Data excerpts:

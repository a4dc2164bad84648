//! Injectable time sources so expiry rules can be exercised without wall-clock waits.

// self
use crate::_prelude::*;

/// Represents a clock, which can tell the current time.
pub trait Clock
where
	Self: Send + Sync,
{
	/// Gets the current time according to this clock.
	fn now(&self) -> OffsetDateTime;
}

/// The system clock, in UTC.
#[derive(Clone, Copy, Debug, Default, PartialEq, Eq)]
pub struct SystemClock;
impl Clock for SystemClock {
	fn now(&self) -> OffsetDateTime {
		OffsetDateTime::now_utc()
	}
}

/// A shareable test clock which only moves when told to.
///
/// Clones observe the same instant, so a test can keep one handle while the broker owns another.
#[derive(Clone, Debug)]
pub struct ManualClock(Arc<Mutex<OffsetDateTime>>);
impl ManualClock {
	/// Creates a clock frozen at `start`.
	pub fn new(start: OffsetDateTime) -> Self {
		Self(Arc::new(Mutex::new(start)))
	}

	/// Moves the clock to `instant`.
	pub fn set(&self, instant: OffsetDateTime) {
		*self.0.lock() = instant;
	}

	/// Moves the clock forward by `delta`.
	pub fn advance(&self, delta: Duration) {
		*self.0.lock() += delta;
	}
}
impl Clock for ManualClock {
	fn now(&self) -> OffsetDateTime {
		*self.0.lock()
	}
}
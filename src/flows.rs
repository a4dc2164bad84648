//! Server-side token lifecycle: the identity token cache, the embed token issuer, and the
//! [`Broker`] facade that wires them to one configuration.

mod embed;
mod identity;

pub use embed::*;
pub use identity::*;

// self
use crate::{
	_prelude::*,
	api::ReportConfig,
	auth::EmbedToken,
	clock::Clock,
	config::{BrokerConfig, ReportTarget},
	http::TokenHttpClient,
	oauth::TransportErrorMapper,
	obs::TraceSink,
};
#[cfg(feature = "reqwest")]
use crate::{
	clock::SystemClock,
	http::{REQUEST_TIMEOUT, ReqwestHttpClient},
	oauth::ReqwestTransportErrorMapper,
	obs::TracingSink,
};

/// Boxed future returned by [`EmbedTokenService`] methods.
pub type BrokerFuture<'a, T> = Pin<Box<dyn Future<Output = Result<T>> + 'a + Send>>;

#[cfg(feature = "reqwest")]
/// Broker specialized for the crate's default reqwest transport stack.
pub type ReqwestBroker = Broker<ReqwestHttpClient, ReqwestTransportErrorMapper>;

/// Object-safe view of a broker, consumed by the HTTP API and the in-process session source.
pub trait EmbedTokenService
where
	Self: Send + Sync,
{
	/// Deployment label.
	fn environment(&self) -> &str;

	/// Non-sensitive configuration for the served report.
	fn report_config(&self, correlation_id: Uuid) -> ReportConfig;

	/// Mints a fresh embed token for the served report.
	fn issue_embed_token(&self) -> BrokerFuture<'_, EmbedToken>;
}

/// Owns the identity token cache and the embed token issuer for one service principal and one
/// report.
pub struct Broker<C, M>
where
	C: ?Sized + TokenHttpClient,
	M: ?Sized + TransportErrorMapper<C::TransportError>,
{
	/// Shared identity token cache.
	pub identity: Arc<IdentityTokenCache<C, M>>,
	/// Issuer bound to the configured report.
	pub issuer: Arc<EmbedTokenIssuer<C, M>>,
	environment: String,
}
impl<C, M> Broker<C, M>
where
	C: ?Sized + TokenHttpClient,
	M: ?Sized + TransportErrorMapper<C::TransportError>,
{
	/// Creates a broker that reuses the caller-provided transport, mapper, clock, and trace sink.
	pub fn with_http_client(
		config: BrokerConfig,
		http_client: impl Into<Arc<C>>,
		mapper: impl Into<Arc<M>>,
		clock: Arc<dyn Clock>,
		trace: Arc<dyn TraceSink>,
	) -> Result<Self> {
		let http_client = http_client.into();
		let mapper = mapper.into();
		let identity = Arc::new(IdentityTokenCache::new(
			&config,
			http_client.clone(),
			mapper.clone(),
			clock,
			trace.clone(),
		)?);
		let issuer = Arc::new(EmbedTokenIssuer::new(
			identity.clone(),
			http_client,
			mapper,
			config.endpoints,
			config.target,
			trace,
		));

		Ok(Self { identity, issuer, environment: config.environment })
	}

	/// Report served by this broker.
	pub fn target(&self) -> &ReportTarget {
		self.issuer.target()
	}
}
#[cfg(feature = "reqwest")]
impl Broker<ReqwestHttpClient, ReqwestTransportErrorMapper> {
	/// Creates a broker with the default stack: a reqwest transport bounded by
	/// [`REQUEST_TIMEOUT`], the system clock, and a [`TracingSink`].
	pub fn new(config: BrokerConfig) -> Result<Self> {
		let http_client = ReqwestHttpClient::with_timeout(REQUEST_TIMEOUT)?;

		Self::with_http_client(
			config,
			http_client,
			ReqwestTransportErrorMapper,
			Arc::new(SystemClock),
			Arc::new(TracingSink),
		)
	}
}
impl<C, M> EmbedTokenService for Broker<C, M>
where
	C: ?Sized + TokenHttpClient,
	M: ?Sized + TransportErrorMapper<C::TransportError>,
{
	fn environment(&self) -> &str {
		&self.environment
	}

	fn report_config(&self, correlation_id: Uuid) -> ReportConfig {
		let target = self.target();

		ReportConfig {
			workspace_id: target.workspace_id.clone(),
			report_id: target.report_id.clone(),
			environment: self.environment.clone(),
			correlation_id,
		}
	}

	fn issue_embed_token(&self) -> BrokerFuture<'_, EmbedToken> {
		Box::pin(self.issuer.issue_default())
	}
}
impl<C, M> Clone for Broker<C, M>
where
	C: ?Sized + TokenHttpClient,
	M: ?Sized + TransportErrorMapper<C::TransportError>,
{
	fn clone(&self) -> Self {
		Self {
			identity: self.identity.clone(),
			issuer: self.issuer.clone(),
			environment: self.environment.clone(),
		}
	}
}
impl<C, M> Debug for Broker<C, M>
where
	C: ?Sized + TokenHttpClient,
	M: ?Sized + TransportErrorMapper<C::TransportError>,
{
	fn fmt(&self, f: &mut Formatter) -> FmtResult {
		f.debug_struct("Broker")
			.field("target", self.target())
			.field("environment", &self.environment)
			.finish()
	}
}
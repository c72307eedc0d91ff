/// Height assumed when deriving BMI from the weight slider, in metres.
pub const ASSUMED_HEIGHT_M: f64 = 1.75;

/// Number of points kept on the risk chart.
pub const SERIES_CAPACITY: usize = 10;

/// Age above which the boost multiplier starts to grow.
pub const AGE_BOOST_THRESHOLD: f64 = 50.0;
/// Multiplier increase per year above [`AGE_BOOST_THRESHOLD`].
pub const AGE_BOOST_PER_YEAR: f64 = 0.02;

/// Weight (kg) above which the boost multiplier starts to grow.
pub const WEIGHT_BOOST_THRESHOLD: f64 = 80.0;
/// Multiplier increase per kg above [`WEIGHT_BOOST_THRESHOLD`].
pub const WEIGHT_BOOST_PER_KG: f64 = 0.015;

pub const LOCAL_API_URL: &str = "http://127.0.0.1:5000";
pub const WHATIF_PREDICT_PATH: &str = "/whatif_predict";
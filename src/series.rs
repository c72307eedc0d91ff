//! Rolling window of boosted risk points backing the chart.

use std::collections::VecDeque;

use serde::{Deserialize, Serialize};

use crate::prelude::Result;
use crate::Error;

/// One chart point: wall-clock label and boosted probability.
#[derive(Debug, Clone, PartialEq, Serialize, Deserialize)]
pub struct BoostedPoint {
    pub label: String,
    pub value: f64,
}

impl BoostedPoint {
    pub fn new(label: impl Into<String>, value: f64) -> Self {
        Self {
            label: label.into(),
            value,
        }
    }
}

/// Fixed-capacity FIFO of [`BoostedPoint`]s.
///
/// Push and eviction happen in one call, so the length never exceeds the
/// capacity and the labels/values columns cannot drift apart.
#[derive(Debug, Clone)]
pub struct RollingSeries {
    points: VecDeque<BoostedPoint>,
    capacity: usize,
}

impl RollingSeries {
    /// Create an empty series. A zero capacity is rejected.
    pub fn new(capacity: usize) -> Result<Self> {
        if capacity == 0 {
            return Err(Error::InvalidCapacity(capacity));
        }
        Ok(Self {
            points: VecDeque::with_capacity(capacity),
            capacity,
        })
    }

    /// Append a point, evicting the oldest one if the window is full.
    ///
    /// Returns the evicted point, if any.
    pub fn push(&mut self, point: BoostedPoint) -> Option<BoostedPoint> {
        let evicted = if self.points.len() >= self.capacity {
            self.points.pop_front()
        } else {
            None
        };
        self.points.push_back(point);
        evicted
    }

    /// Points oldest to newest.
    pub fn values(&self) -> impl ExactSizeIterator<Item = &BoostedPoint> + '_ {
        self.points.iter()
    }

    pub fn latest(&self) -> Option<&BoostedPoint> {
        self.points.back()
    }

    /// Label column, in chart order.
    pub fn labels(&self) -> Vec<String> {
        self.points.iter().map(|p| p.label.clone()).collect()
    }

    /// Value column, in chart order.
    pub fn data(&self) -> Vec<f64> {
        self.points.iter().map(|p| p.value).collect()
    }

    pub fn to_vec(&self) -> Vec<BoostedPoint> {
        self.points.iter().cloned().collect()
    }

    pub fn len(&self) -> usize {
        self.points.len()
    }

    pub fn is_empty(&self) -> bool {
        self.points.is_empty()
    }

    pub fn is_full(&self) -> bool {
        self.points.len() >= self.capacity
    }

    pub fn capacity(&self) -> usize {
        self.capacity
    }
}

#[cfg(test)]
mod tests {
    use super::*;

    fn point(i: usize) -> BoostedPoint {
        BoostedPoint::new(format!("t{i}"), i as f64 / 100.0)
    }

    #[test]
    fn test_zero_capacity_rejected() {
        assert!(matches!(
            RollingSeries::new(0),
            Err(Error::InvalidCapacity(0))
        ));
    }

    #[test]
    fn test_push_below_capacity() {
        let mut series = RollingSeries::new(10).unwrap();
        assert!(series.is_empty());

        for i in 0..4 {
            assert!(series.push(point(i)).is_none());
        }

        assert_eq!(series.len(), 4);
        assert!(!series.is_full());
        assert_eq!(series.labels(), vec!["t0", "t1", "t2", "t3"]);
    }

    #[test]
    fn test_keeps_last_n_in_push_order() {
        for n in [0usize, 1, 9, 10, 11, 25] {
            let mut series = RollingSeries::new(10).unwrap();
            for i in 0..n {
                series.push(point(i));
            }

            let kept = n.min(10);
            assert_eq!(series.len(), kept);
            let expected: Vec<BoostedPoint> = (n - kept..n).map(point).collect();
            assert_eq!(series.to_vec(), expected);
        }
    }

    #[test]
    fn test_eviction_returns_oldest() {
        let mut series = RollingSeries::new(3).unwrap();
        series.push(point(1));
        series.push(point(2));
        series.push(point(3));

        let evicted = series.push(point(4));
        assert_eq!(evicted, Some(point(1)));
        assert!(series.is_full());
        assert_eq!(series.latest(), Some(&point(4)));
    }

    #[test]
    fn test_duplicate_labels_allowed() {
        let mut series = RollingSeries::new(10).unwrap();
        series.push(BoostedPoint::new("12:00:01", 0.2));
        series.push(BoostedPoint::new("12:00:01", 0.3));

        assert_eq!(series.len(), 2);
        assert_eq!(series.data(), vec![0.2, 0.3]);
    }

    #[test]
    fn test_columns_in_lockstep() {
        let mut series = RollingSeries::new(4).unwrap();
        for i in 0..7 {
            series.push(point(i));
            assert_eq!(series.labels().len(), series.data().len());
        }
        assert_eq!(series.values().len(), 4);
    }
}
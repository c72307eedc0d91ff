//! Render surfaces for the risk chart, plus the clock that labels points.

use std::io::Write;

use chrono::Local;
use tracing::warn;

use crate::features::RawDisplay;

/// Chart primitive driven by the controller.
///
/// The controller always hands over complete, equal-length columns, then asks
/// for a redraw.
pub trait RenderSurface: Send {
    fn set_data(&mut self, labels: &[String], values: &[f64]);
    fn redraw(&mut self);

    /// Show the live slider values. Called synchronously on every input,
    /// independent of the chart.
    fn show_inputs(&mut self, _display: &RawDisplay) {}
}

/// Wall-clock label source for chart points.
pub trait Clock: Send {
    fn label(&self) -> String;
}

/// Local time as `HH:MM:SS`.
#[derive(Debug, Clone, Copy, Default)]
pub struct SystemClock;

impl Clock for SystemClock {
    fn label(&self) -> String {
        Local::now().format("%H:%M:%S").to_string()
    }
}

/// Keeps every frame it is asked to draw. Used headless and in tests.
#[derive(Debug, Clone, Default)]
pub struct RecordingSurface {
    labels: Vec<String>,
    values: Vec<f64>,
    frames: Vec<Vec<(String, f64)>>,
    inputs: Vec<RawDisplay>,
}

impl RecordingSurface {
    pub fn new() -> Self {
        Self::default()
    }

    /// Every redraw so far, oldest first.
    pub fn frames(&self) -> &[Vec<(String, f64)>] {
        &self.frames
    }

    pub fn redraw_count(&self) -> usize {
        self.frames.len()
    }

    pub fn last_frame(&self) -> Option<&Vec<(String, f64)>> {
        self.frames.last()
    }

    /// Every slider display update so far.
    pub fn inputs(&self) -> &[RawDisplay] {
        &self.inputs
    }
}

impl RenderSurface for RecordingSurface {
    fn set_data(&mut self, labels: &[String], values: &[f64]) {
        self.labels = labels.to_vec();
        self.values = values.to_vec();
    }

    fn redraw(&mut self) {
        let frame = self
            .labels
            .iter()
            .cloned()
            .zip(self.values.iter().copied())
            .collect();
        self.frames.push(frame);
    }

    fn show_inputs(&mut self, display: &RawDisplay) {
        self.inputs.push(display.clone());
    }
}

/// Horizontal bar chart printed to a terminal.
pub struct TerminalChart {
    out: Box<dyn Write + Send>,
    title: String,
    width: usize,
    labels: Vec<String>,
    values: Vec<f64>,
}

impl TerminalChart {
    pub fn stdout(width: usize) -> Self {
        Self::new(Box::new(std::io::stdout()), width)
    }

    pub fn new(out: Box<dyn Write + Send>, width: usize) -> Self {
        Self {
            out,
            title: "Predicted Diabetes Risk".to_string(),
            width: width.max(10),
            labels: Vec::new(),
            values: Vec::new(),
        }
    }

    fn bar(&self, value: f64) -> String {
        let filled = (value.clamp(0.0, 1.0) * self.width as f64).round() as usize;
        format!("{}{}", "█".repeat(filled), "·".repeat(self.width - filled))
    }

    fn write(&mut self, text: &str) {
        if let Err(e) = self
            .out
            .write_all(text.as_bytes())
            .and_then(|_| self.out.flush())
        {
            warn!(error = %e, "Failed to write to terminal chart");
        }
    }

    fn render_frame(&self) -> String {
        let mut frame = format!("── {} ──\n", self.title);
        for (label, value) in self.labels.iter().zip(&self.values) {
            frame.push_str(&format!(
                "{label:>10} │{}│ {:>5.1}%\n",
                self.bar(*value),
                value * 100.0
            ));
        }
        frame
    }
}

impl RenderSurface for TerminalChart {
    fn set_data(&mut self, labels: &[String], values: &[f64]) {
        self.labels = labels.to_vec();
        self.values = values.to_vec();
    }

    fn redraw(&mut self) {
        let frame = self.render_frame();
        self.write(&frame);
    }

    fn show_inputs(&mut self, display: &RawDisplay) {
        let line = format!(
            "age {} | weight {} | insulin {}\n",
            display.age, display.weight, display.insulin
        );
        self.write(&line);
    }
}

#[cfg(test)]
mod tests {
    use super::*;
    use std::sync::{Arc, Mutex};

    #[derive(Clone, Default)]
    struct SharedBuf(Arc<Mutex<Vec<u8>>>);

    impl Write for SharedBuf {
        fn write(&mut self, buf: &[u8]) -> std::io::Result<usize> {
            self.0.lock().unwrap().extend_from_slice(buf);
            Ok(buf.len())
        }
        fn flush(&mut self) -> std::io::Result<()> {
            Ok(())
        }
    }

    #[test]
    fn test_recording_surface_frames() {
        let mut surface = RecordingSurface::new();
        surface.set_data(&["a".to_string()], &[0.5]);
        surface.redraw();
        surface.set_data(&["a".to_string(), "b".to_string()], &[0.5, 0.7]);
        surface.redraw();

        assert_eq!(surface.redraw_count(), 2);
        assert_eq!(
            surface.last_frame().unwrap(),
            &vec![("a".to_string(), 0.5), ("b".to_string(), 0.7)]
        );
    }

    #[test]
    fn test_terminal_chart_output() {
        let buf = SharedBuf::default();
        let mut chart = TerminalChart::new(Box::new(buf.clone()), 10);
        chart.set_data(&["12:00:00".to_string()], &[0.5]);
        chart.redraw();

        let text = String::from_utf8(buf.0.lock().unwrap().clone()).unwrap();
        assert!(text.contains("12:00:00"));
        assert!(text.contains("█████·····"));
        assert!(text.contains("50.0%"));
    }

    #[test]
    fn test_terminal_chart_shows_inputs() {
        let buf = SharedBuf::default();
        let mut chart = TerminalChart::new(Box::new(buf.clone()), 10);
        chart.show_inputs(&RawDisplay {
            age: "55".to_string(),
            weight: "90".to_string(),
            insulin: "120".to_string(),
        });

        let text = String::from_utf8(buf.0.lock().unwrap().clone()).unwrap();
        assert_eq!(text, "age 55 | weight 90 | insulin 120\n");
    }

    #[test]
    fn test_system_clock_label_shape() {
        let label = SystemClock.label();
        assert_eq!(label.len(), 8);
        assert_eq!(label.matches(':').count(), 2);
    }
}
use thiserror::Error;

/// HTTP error classification
#[derive(Error, Debug, Clone, PartialEq)]
pub enum HttpErrorKind {
    #[error("Client error: {message}")]
    Client { message: String },
    #[error("Server error: {message}")]
    Server { message: String },
}

/// Why a single prediction cycle produced no probability.
///
/// Every variant is recovered inside the cycle that raised it: the controller
/// logs it and leaves the chart untouched.
#[derive(Error, Debug, Clone, PartialEq)]
pub enum PredictionError {
    /// The request never produced a response (connect, DNS, body read, timeout)
    #[error("Transport error: {0}")]
    Transport(String),

    /// The service answered with a non-success status
    #[error("HTTP error (status {status}): {kind}")]
    Http { status: u16, kind: HttpErrorKind },

    /// The body parsed but carried no usable probability
    #[error("Malformed response: {0}")]
    MalformedResponse(String),
}

impl PredictionError {
    /// Create an HTTP error, classified by status range
    pub fn http(status: u16, message: impl Into<String>) -> Self {
        let message = message.into();
        let kind = if (400..500).contains(&status) {
            HttpErrorKind::Client { message }
        } else {
            HttpErrorKind::Server { message }
        };
        PredictionError::Http { status, kind }
    }

    pub fn transport(msg: impl Into<String>) -> Self {
        PredictionError::Transport(msg.into())
    }

    pub fn malformed(msg: impl Into<String>) -> Self {
        PredictionError::MalformedResponse(msg.into())
    }

    /// Short label for structured logs.
    pub fn kind_str(&self) -> &'static str {
        match self {
            PredictionError::Transport(_) => "transport",
            PredictionError::Http { .. } => "http_status",
            PredictionError::MalformedResponse(_) => "malformed_response",
        }
    }
}

/// Crate-level error type for setup and configuration.
#[derive(Error, Debug, Clone)]
pub enum Error {
    /// A required input control is not configured
    #[error("Missing input control: {0}")]
    MissingInput(String),

    /// A slider name that matches no known control
    #[error("Unknown slider: '{0}'")]
    UnknownSlider(String),

    /// A slider definition cannot be used
    #[error("Invalid slider '{name}': {reason}")]
    InvalidSlider { name: String, reason: String },

    /// Rolling series capacity must be positive
    #[error("Invalid series capacity: {0}")]
    InvalidCapacity(usize),

    /// Configuration could not be read or parsed
    #[error("Config error: {0}")]
    Config(String),

    /// HTTP client could not be constructed
    #[error("HTTP client error: {0}")]
    HttpClient(String),

    /// Logging could not be initialised
    #[error("Logging error: {0}")]
    Logging(String),

    /// I/O error
    #[error("IO error: {0}")]
    Io(String),
}

impl Error {
    pub fn config(msg: impl Into<String>) -> Self {
        Error::Config(msg.into())
    }

    pub fn invalid_slider(name: impl Into<String>, reason: impl Into<String>) -> Self {
        Error::InvalidSlider {
            name: name.into(),
            reason: reason.into(),
        }
    }
}

impl From<std::io::Error> for Error {
    fn from(e: std::io::Error) -> Self {
        Error::Io(e.to_string())
    }
}
//! What-If Risk Simulator
//!
//! Hosts one simulator session in the terminal:
//! - TOML config file with CLI overrides
//! - Slider moves read from stdin (`age 55`, `weight=92`, `quit`)
//! - Boosted risk chart redrawn on stdout after every completed cycle
//! - Structured logging with tracing on stderr
//!
//! ## Usage
//!
//! ```bash
//! cargo run --bin whatif -- --base-url http://127.0.0.1:5000
//! cargo run --bin whatif -- --offline --policy latest-dispatch-wins
//! cargo run --bin whatif -- boost 0.5 60 100
//! ```

use std::sync::Arc;

use clap::{Parser, Subcommand, ValueEnum};
use tokio::io::{AsyncBufReadExt, BufReader};
use tokio::sync::mpsc::{unbounded_channel, UnboundedSender};
use tracing::{error, info, warn};

use whatif_risk_sim::{
    init_logging, AppConfig, ControlEvent, Error, HttpPredictionClient, LogFormat, OfflineModel,
    PredictionClient, SequencingPolicy, SimulationController, Slider, TerminalChart,
};

// ============================================================================
// CLI Arguments
// ============================================================================

#[derive(Parser)]
#[command(name = "whatif")]
#[command(version, about = "What-if diabetes risk simulator", long_about = None)]
struct Cli {
    /// Path to config file
    #[arg(short, long, default_value = "whatif.toml")]
    config: String,

    /// Prediction service base URL
    #[arg(long, env = "WHATIF_BASE_URL")]
    base_url: Option<String>,

    /// Route of the what-if prediction endpoint
    #[arg(long)]
    path: Option<String>,

    /// Per-request timeout in milliseconds (default: none)
    #[arg(long)]
    timeout_ms: Option<u64>,

    /// Use the built-in offline model instead of the remote service
    #[arg(long)]
    offline: bool,

    /// How overlapping prediction cycles are reconciled
    #[arg(long, value_enum)]
    policy: Option<PolicyArg>,

    /// Width of the chart bars in characters
    #[arg(long, default_value = "40")]
    chart_width: usize,

    /// Log level (trace, debug, info, warn, error)
    #[arg(long)]
    log_level: Option<String>,

    /// Output format (pretty, json, compact)
    #[arg(long)]
    log_format: Option<String>,

    /// Log file path (JSON lines, rotated daily)
    #[arg(long)]
    log_file: Option<String>,

    #[command(subcommand)]
    command: Option<Commands>,
}

#[derive(Clone, Copy, ValueEnum)]
enum PolicyArg {
    LastCompletedWins,
    LatestDispatchWins,
}

impl From<PolicyArg> for SequencingPolicy {
    fn from(arg: PolicyArg) -> Self {
        match arg {
            PolicyArg::LastCompletedWins => SequencingPolicy::LastCompletedWins,
            PolicyArg::LatestDispatchWins => SequencingPolicy::LatestDispatchWins,
        }
    }
}

#[derive(Subcommand)]
enum Commands {
    /// Run an interactive session (default)
    Run,
    /// Generate a sample config file
    GenerateConfig {
        /// Output file path
        #[arg(short, long, default_value = "whatif.toml")]
        output: String,
    },
    /// Validate config without running
    ValidateConfig,
    /// Print the boosted value for a raw probability
    Boost {
        probability: f64,
        age: f64,
        weight: f64,
    },
}

// ============================================================================
// Main
// ============================================================================

#[tokio::main]
async fn main() -> Result<(), Box<dyn std::error::Error>> {
    let _ = dotenvy::dotenv();

    let cli = Cli::parse();

    match &cli.command {
        Some(Commands::GenerateConfig { output }) => {
            generate_sample_config(output)?;
            return Ok(());
        }
        Some(Commands::ValidateConfig) => {
            let config = load_config(&cli)?;
            config.validate()?;
            println!("Configuration is valid:\n{:#?}", config);
            return Ok(());
        }
        Some(Commands::Boost {
            probability,
            age,
            weight,
        }) => {
            let config = load_config(&cli)?;
            let boosted = config.simulation.boost.apply(*probability, *age, *weight);
            println!(
                "multiplier={:.4} boosted={:.4}",
                config.simulation.boost.multiplier(*age, *weight),
                boosted
            );
            return Ok(());
        }
        Some(Commands::Run) | None => {}
    }

    let config = load_config(&cli)?;
    let _log_guard = init_logging(&config.logging)?;

    // Missing controls leave the simulator inert rather than crashing
    if let Err(e) = config.validate() {
        error!(error = %e, "What-if simulator inert: setup precondition failed");
        return Ok(());
    }

    let client = build_client(&cli, &config)?;
    let surface = TerminalChart::stdout(cli.chart_width);
    let mut controller = match SimulationController::new(
        config.sliders.clone(),
        &config.simulation,
        client,
        surface,
    ) {
        Ok(controller) => controller,
        Err(e) => {
            error!(error = %e, "What-if simulator inert: controller setup failed");
            return Ok(());
        }
    };

    let (tx, mut rx) = unbounded_channel();
    tokio::spawn(read_stdin_commands(tx));

    eprintln!("Move sliders with `<age|weight|insulin> <value>`, `quit` to stop.");
    let summary = controller.run(&mut rx).await;
    info!(
        dispatched = summary.cycles_dispatched,
        applied = summary.cycles_applied,
        failed = summary.cycles_failed,
        stale = summary.cycles_stale,
        "Session summary"
    );

    Ok(())
}

// ============================================================================
// Helper Functions
// ============================================================================

/// Load the config file and fold CLI overrides into it.
fn load_config(cli: &Cli) -> Result<AppConfig, Box<dyn std::error::Error>> {
    let mut config = AppConfig::load(&cli.config)?;

    if let Some(ref base_url) = cli.base_url {
        config.endpoint.base_url = base_url.clone();
    }
    if let Some(ref path) = cli.path {
        config.endpoint.path = path.clone();
    }
    if cli.timeout_ms.is_some() {
        config.endpoint.timeout_ms = cli.timeout_ms;
    }
    if let Some(policy) = cli.policy {
        config.simulation.sequencing = policy.into();
    }
    if let Some(ref level) = cli.log_level {
        config.logging.level = level.clone();
    }
    if let Some(ref format) = cli.log_format {
        config.logging.format = format.parse::<LogFormat>()?;
    }
    if let Some(ref file) = cli.log_file {
        config.logging.log_file = Some(file.into());
    }

    Ok(config)
}

fn build_client(
    cli: &Cli,
    config: &AppConfig,
) -> Result<Arc<dyn PredictionClient>, Box<dyn std::error::Error>> {
    if cli.offline {
        info!("Using offline model");
        return Ok(Arc::new(OfflineModel::new(config.offline.clone())));
    }

    let client = HttpPredictionClient::new(
        config.endpoint.base_url.clone(),
        config.endpoint.path.clone(),
        config.endpoint.timeout(),
    )?;
    info!(endpoint = %client.endpoint(), "Using remote prediction service");
    Ok(Arc::new(client))
}

/// Parse one stdin line into a control event.
///
/// Returns `Ok(None)` for blank lines.
fn parse_command(line: &str) -> Result<Option<ControlEvent>, Error> {
    let line = line.trim();
    if line.is_empty() {
        return Ok(None);
    }
    if matches!(line, "quit" | "exit" | "q") {
        return Ok(Some(ControlEvent::Shutdown));
    }

    let (name, value) = line
        .split_once(|c: char| c == '=' || c.is_whitespace())
        .ok_or_else(|| Error::config(format!("expected `<slider> <value>`, got '{line}'")))?;
    let slider: Slider = name.parse()?;
    let value: f64 = value
        .trim()
        .parse()
        .map_err(|_| Error::config(format!("not a number: '{}'", value.trim())))?;

    Ok(Some(ControlEvent::Input { slider, value }))
}

async fn read_stdin_commands(tx: UnboundedSender<ControlEvent>) {
    let mut lines = BufReader::new(tokio::io::stdin()).lines();

    loop {
        match lines.next_line().await {
            Ok(Some(line)) => match parse_command(&line) {
                Ok(Some(event)) => {
                    let shutdown = event == ControlEvent::Shutdown;
                    if tx.send(event).is_err() || shutdown {
                        return;
                    }
                }
                Ok(None) => {}
                Err(e) => warn!(error = %e, "Ignoring input line"),
            },
            Ok(None) => return,
            Err(e) => {
                warn!(error = %e, "Failed to read stdin");
                return;
            }
        }
    }
}

fn generate_sample_config(path: &str) -> Result<(), Box<dyn std::error::Error>> {
    let sample = AppConfig::default();
    let content = sample.to_toml()?;

    let with_comments = format!(
        r#"# What-If Risk Simulator Configuration
# See: cargo run --bin whatif -- --help

{}
"#,
        content
    );

    std::fs::write(path, with_comments)?;
    println!("Sample config written to: {}", path);
    Ok(())
}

▸ Problem to solve: Check the data for lines with "that" and give only their number.

▸ Answer to this task: 5